Nonimmigrant Visas

American immigration law classifies visas issued into two categories: nonimmigrant visas and immigrant visas. U.S. consulates issue nonimmigrant visas to foreign nationals, who wish to visit the U.S. temporarily. The different nonimmigrant visas encompass multiple reasons why a foreign national may enter the U.S. For example, tourism (B-2); visits with family (B-2); brief educational endeavors, longer educational purposes, and internships (F-1, M-1, J-1). As an additional example, U.S. law authorizes visas for employment (H-1B, L-1, O, R-1, TN), business investment purposes (E-1 & E-2), and additional reasons.   

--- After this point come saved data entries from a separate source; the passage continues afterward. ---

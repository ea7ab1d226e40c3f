//! Plain-text rendering of the result tables.
//!
//! Each table starts with a heading line naming the operation and its
//! operands, followed by one indented line per encoding.

use std::fmt::{self, Display, Formatter};

use super::table::{FloatOutcome, FloatRow, FloatTable, IntegerTable, Operation, Report};

#[cfg(test)]
mod tests;

/// Wide enough for the longest encoding name.
const NAME_WIDTH: usize = 16;

struct Missing<'a, T>(&'a Option<T>);

impl<T: Display> Display for Missing<'_, T> {
    fn fmt(&self, f: &mut Formatter<'_>) -> Result<(), fmt::Error> {
        match self.0 {
            Some(item) => item.fmt(f),
            None => f.pad("-"),
        }
    }
}

impl Display for IntegerTable {
    fn fmt(&self, f: &mut Formatter<'_>) -> Result<(), fmt::Error> {
        writeln!(f, "{} {} {}", self.a, self.operation.symbol(), self.b)?;
        let codeword_width = self
            .rows
            .iter()
            .flat_map(|row| [&row.a, &row.b])
            .flatten()
            .map(|bits| bits.width())
            .max()
            .unwrap_or(1);
        for row in &self.rows {
            writeln!(
                f,
                "  {:<name$}  {:>cw$}  {:>cw$}  {}",
                row.encoding,
                Missing(&row.a),
                Missing(&row.b),
                row.outcome,
                name = NAME_WIDTH,
                cw = codeword_width,
            )?;
        }
        Ok(())
    }
}

fn signed(negative: bool, n: u32) -> String {
    format!("{}{}", if negative { '-' } else { '+' }, n)
}

impl Display for FloatRow {
    fn fmt(&self, f: &mut Formatter<'_>) -> Result<(), fmt::Error> {
        write!(
            f,
            "{:<name$}  {} + {}  ",
            self.encoding,
            Missing(&self.a),
            Missing(&self.b),
            name = NAME_WIDTH
        )?;
        match &self.outcome {
            FloatOutcome::Sum(sum) => write!(f, "= {sum}"),
            FloatOutcome::Failed { error } => write!(f, "error: {error}"),
        }
    }
}

impl Display for FloatTable {
    fn fmt(&self, f: &mut Formatter<'_>) -> Result<(), fmt::Error> {
        writeln!(
            f,
            "{} + {}",
            signed(self.negative_first, 10),
            signed(self.negative_second, 23)
        )?;
        for row in &self.rows {
            writeln!(f, "  {row}")?;
        }
        Ok(())
    }
}

fn heading(operation: Operation) -> &'static str {
    match operation {
        Operation::Add => "Addition",
        Operation::Subtract => "Subtraction",
        Operation::Multiply => "Multiplication",
        Operation::Divide => "Division (smaller magnitude by larger)",
        Operation::DivideExact => "Division",
    }
}

impl Display for Report {
    fn fmt(&self, f: &mut Formatter<'_>) -> Result<(), fmt::Error> {
        let mut current: Option<Operation> = None;
        for table in &self.integers {
            if current != Some(table.operation) {
                if current.is_some() {
                    writeln!(f)?;
                }
                writeln!(f, "{}", heading(table.operation))?;
                current = Some(table.operation);
            }
            write!(f, "{table}")?;
        }
        if !self.floats.is_empty() {
            if current.is_some() {
                writeln!(f)?;
            }
            writeln!(f, "Floating-point addition")?;
            for table in &self.floats {
                write!(f, "{table}")?;
            }
        }
        Ok(())
    }
}
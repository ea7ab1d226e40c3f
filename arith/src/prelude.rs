//! The prelude exports the types and functions most callers need:
//! bit vectors, the encodings and the floating-point adder.
pub use super::bitvector::BitVector;
pub use super::division::{
    divide_magnitudes, divide_magnitudes_exact, DivisionMode, MAX_PRECISION,
};
pub use super::encoding::{direct, ones, twos, Encoding, Sum, UnknownEncodingName, MAX_WIDTH};
pub use super::error::*;
pub use super::float::{
    float_add, reference_operands, FloatSum, FloatTriple, REFERENCE_EXPONENT_WIDTH,
    REFERENCE_MANTISSA_WIDTH,
};
pub use super::primitives::{
    add, compare, complement, increment, multiply_magnitudes, subtract,
};
pub use crate::bits;
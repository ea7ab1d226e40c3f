use clap::{CommandFactory, Parser};

use super::*;

fn parse(args: &[&str]) -> Cli {
    Cli::try_parse_from(args).expect("arguments should parse")
}

#[test]
fn test_command_definition() {
    Cli::command().debug_assert();
}

#[test]
fn test_negative_operands() {
    let cli = parse(&["binarith", "add", "-10", "23"]);
    assert!(matches!(cli.command, Command::Add { a: -10, b: 23 }));
    assert_eq!(
        integer_operation(&cli.command),
        Some((Operation::Add, -10, 23))
    );

    let cli = parse(&["binarith", "mul", "-10", "-23"]);
    assert_eq!(
        integer_operation(&cli.command),
        Some((Operation::Multiply, -10, -23))
    );
}

#[test]
fn test_division_modes() {
    let cli = parse(&["binarith", "div", "23", "-10"]);
    assert_eq!(
        integer_operation(&cli.command),
        Some((Operation::Divide, 23, -10))
    );
    let cli = parse(&["binarith", "div", "23", "-10", "--exact", "--precision", "3"]);
    assert_eq!(
        integer_operation(&cli.command),
        Some((Operation::DivideExact, 23, -10))
    );
    assert_eq!(cli.settings().unwrap().precision, 3);
}

#[test]
fn test_defaults() {
    let cli = parse(&["binarith", "report"]);
    assert_eq!(cli.settings(), Ok(Settings::default()));
    assert_eq!(cli.encodings(), Encoding::ALL.to_vec());
    assert_eq!(cli.format, Format::Text);
    assert_eq!(integer_operation(&cli.command), None);
}

#[test]
fn test_global_options() {
    let cli = parse(&[
        "binarith",
        "--width",
        "12",
        "sub",
        "5",
        "7",
        "--product-width",
        "24",
        "--format",
        "json",
    ]);
    let settings = cli.settings().unwrap();
    assert_eq!(settings.width, 12);
    assert_eq!(settings.product_width, 24);
    assert_eq!(cli.format, Format::Json);
    assert_eq!(
        integer_operation(&cli.command),
        Some((Operation::Subtract, 5, 7))
    );
}

#[test]
fn test_float_add_options() {
    let cli = parse(&[
        "binarith",
        "float-add",
        "--negate-second",
        "--mantissa-width",
        "10",
    ]);
    assert!(matches!(
        cli.command,
        Command::FloatAdd {
            negate_first: false,
            negate_second: true
        }
    ));
    assert_eq!(cli.settings().unwrap().mantissa_width, 10);
}

#[test]
fn test_encoding_selection() {
    let cli = parse(&[
        "binarith",
        "report",
        "--encoding",
        "twos",
        "--encoding",
        "inverse",
        "--encoding",
        "twos-complement",
    ]);
    assert_eq!(
        cli.encodings(),
        vec![Encoding::OnesComplement, Encoding::TwosComplement]
    );
    assert!(Cli::try_parse_from(["binarith", "report", "--encoding", "octal"]).is_err());
}

#[test]
fn test_rejected_arguments() {
    assert!(Cli::try_parse_from(["binarith"]).is_err());
    assert!(Cli::try_parse_from(["binarith", "add", "10"]).is_err());
    assert!(Cli::try_parse_from(["binarith", "add", "ten", "23"]).is_err());
    assert!(Cli::try_parse_from(["binarith", "report", "--format", "xml"]).is_err());
}

#[test]
fn test_unusable_widths() {
    let cli = parse(&["binarith", "report", "--width", "1"]);
    assert_eq!(cli.settings(), Err(arith::Error::InvalidWidth(1)));
    let cli = parse(&["binarith", "report", "--product-width", "65"]);
    assert_eq!(cli.settings(), Err(arith::Error::InvalidWidth(65)));
    let cli = parse(&["binarith", "report", "--mantissa-width", "0"]);
    assert_eq!(cli.settings(), Err(arith::Error::InvalidWidth(0)));
}

#[test]
fn test_unusable_precision() {
    let cli = parse(&["binarith", "div", "1", "3", "--precision", "5000"]);
    assert_eq!(cli.settings(), Err(arith::Error::PrecisionTooLarge(5000)));
    let limit = MAX_PRECISION.to_string();
    let cli = parse(&["binarith", "div", "1", "3", "--precision", limit.as_str()]);
    assert_eq!(cli.settings().unwrap().precision, MAX_PRECISION);
}

#[test]
fn test_failure_messages() {
    assert_eq!(
        Fail::Arith(arith::Error::InvalidWidth(1)).to_string(),
        "invalid settings: 1 is not a usable bit width"
    );
    assert_eq!(
        Fail::InitialisationFailure("no tracing".to_string()).to_string(),
        "no tracing"
    );
}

E-1 VISA (Treaty Trader) and E-2 VISA (Treaty Investor)

Foreign nationals may wish to pursue business activity within America. The U.S. entered into treaties to facilitate trade and investment. A treaty must govern commerce and navigation between the United States and the foreign nation. An applicant for an E-1 visa or E-2 visa must satisfy multiple criteria before obtaining these visas.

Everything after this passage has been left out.